— What is being asked —
In the data below, which lines hold the word "Send"? Copy them.
**********
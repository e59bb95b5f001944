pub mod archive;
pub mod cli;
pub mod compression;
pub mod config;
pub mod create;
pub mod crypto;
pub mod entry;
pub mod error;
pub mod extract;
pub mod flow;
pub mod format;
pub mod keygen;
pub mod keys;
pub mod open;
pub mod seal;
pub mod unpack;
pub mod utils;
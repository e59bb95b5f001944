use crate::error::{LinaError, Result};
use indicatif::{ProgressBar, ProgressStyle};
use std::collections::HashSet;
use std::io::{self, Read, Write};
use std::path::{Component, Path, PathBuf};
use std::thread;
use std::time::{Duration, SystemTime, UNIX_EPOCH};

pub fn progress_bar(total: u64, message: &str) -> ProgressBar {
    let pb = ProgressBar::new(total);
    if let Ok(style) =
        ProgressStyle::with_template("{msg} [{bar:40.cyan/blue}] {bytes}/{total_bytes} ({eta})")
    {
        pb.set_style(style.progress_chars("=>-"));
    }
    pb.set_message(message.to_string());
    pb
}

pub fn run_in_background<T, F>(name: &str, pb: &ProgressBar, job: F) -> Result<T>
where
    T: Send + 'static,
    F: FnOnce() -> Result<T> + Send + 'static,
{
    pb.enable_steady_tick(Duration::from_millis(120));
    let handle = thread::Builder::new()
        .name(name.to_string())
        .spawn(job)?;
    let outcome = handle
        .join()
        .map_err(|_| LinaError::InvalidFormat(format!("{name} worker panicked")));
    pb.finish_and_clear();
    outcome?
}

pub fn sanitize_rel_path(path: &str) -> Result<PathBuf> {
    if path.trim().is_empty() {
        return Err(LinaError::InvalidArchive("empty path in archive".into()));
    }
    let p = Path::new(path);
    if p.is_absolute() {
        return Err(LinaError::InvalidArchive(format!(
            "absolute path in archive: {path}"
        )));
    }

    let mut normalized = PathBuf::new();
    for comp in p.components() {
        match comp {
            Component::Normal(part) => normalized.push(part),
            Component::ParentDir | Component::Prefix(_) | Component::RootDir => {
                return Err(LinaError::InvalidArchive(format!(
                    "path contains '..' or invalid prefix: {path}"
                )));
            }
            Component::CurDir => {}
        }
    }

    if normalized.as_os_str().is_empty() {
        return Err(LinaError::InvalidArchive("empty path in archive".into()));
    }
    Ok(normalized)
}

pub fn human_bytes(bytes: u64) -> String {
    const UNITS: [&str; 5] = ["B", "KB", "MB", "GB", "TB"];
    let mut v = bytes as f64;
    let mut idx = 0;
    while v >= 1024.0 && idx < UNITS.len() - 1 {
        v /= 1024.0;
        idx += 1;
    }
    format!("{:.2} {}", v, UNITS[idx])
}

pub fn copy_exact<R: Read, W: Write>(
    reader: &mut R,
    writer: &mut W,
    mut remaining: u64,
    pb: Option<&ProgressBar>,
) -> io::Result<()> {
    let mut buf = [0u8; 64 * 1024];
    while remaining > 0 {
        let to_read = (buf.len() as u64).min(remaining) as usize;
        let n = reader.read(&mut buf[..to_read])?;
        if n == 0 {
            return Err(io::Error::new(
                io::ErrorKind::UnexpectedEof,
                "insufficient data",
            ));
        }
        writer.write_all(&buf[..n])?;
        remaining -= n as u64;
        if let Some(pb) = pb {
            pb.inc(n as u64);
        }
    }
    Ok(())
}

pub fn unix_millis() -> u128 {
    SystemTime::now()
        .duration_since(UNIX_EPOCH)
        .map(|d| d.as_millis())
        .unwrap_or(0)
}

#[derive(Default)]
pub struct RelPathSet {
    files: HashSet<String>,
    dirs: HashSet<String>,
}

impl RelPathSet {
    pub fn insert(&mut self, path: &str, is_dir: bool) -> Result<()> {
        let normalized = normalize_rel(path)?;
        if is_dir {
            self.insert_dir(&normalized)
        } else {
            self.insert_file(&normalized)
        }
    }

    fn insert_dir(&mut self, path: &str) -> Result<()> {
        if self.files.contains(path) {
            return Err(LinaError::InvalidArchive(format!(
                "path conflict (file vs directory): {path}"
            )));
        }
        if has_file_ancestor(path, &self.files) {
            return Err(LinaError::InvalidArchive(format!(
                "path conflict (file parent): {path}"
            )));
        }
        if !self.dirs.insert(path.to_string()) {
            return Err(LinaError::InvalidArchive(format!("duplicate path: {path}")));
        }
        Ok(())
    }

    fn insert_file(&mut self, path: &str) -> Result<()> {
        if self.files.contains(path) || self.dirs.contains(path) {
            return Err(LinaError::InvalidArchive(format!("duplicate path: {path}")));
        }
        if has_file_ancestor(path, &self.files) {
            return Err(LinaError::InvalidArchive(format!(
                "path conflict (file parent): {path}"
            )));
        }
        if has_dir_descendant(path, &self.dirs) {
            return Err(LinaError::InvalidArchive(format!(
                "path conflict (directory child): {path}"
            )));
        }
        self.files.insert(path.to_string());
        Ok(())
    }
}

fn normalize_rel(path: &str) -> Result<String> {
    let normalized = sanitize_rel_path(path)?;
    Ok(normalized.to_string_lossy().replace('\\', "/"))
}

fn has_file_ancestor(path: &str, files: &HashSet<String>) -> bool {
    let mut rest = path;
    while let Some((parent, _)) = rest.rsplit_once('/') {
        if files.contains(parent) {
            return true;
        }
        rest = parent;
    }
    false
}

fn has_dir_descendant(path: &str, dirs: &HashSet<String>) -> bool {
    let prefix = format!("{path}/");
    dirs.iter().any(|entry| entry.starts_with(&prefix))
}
**********
— Solved exercise —
    T: Send + 'static,
    F: FnOnce() -> Result<T> + Send + 'static,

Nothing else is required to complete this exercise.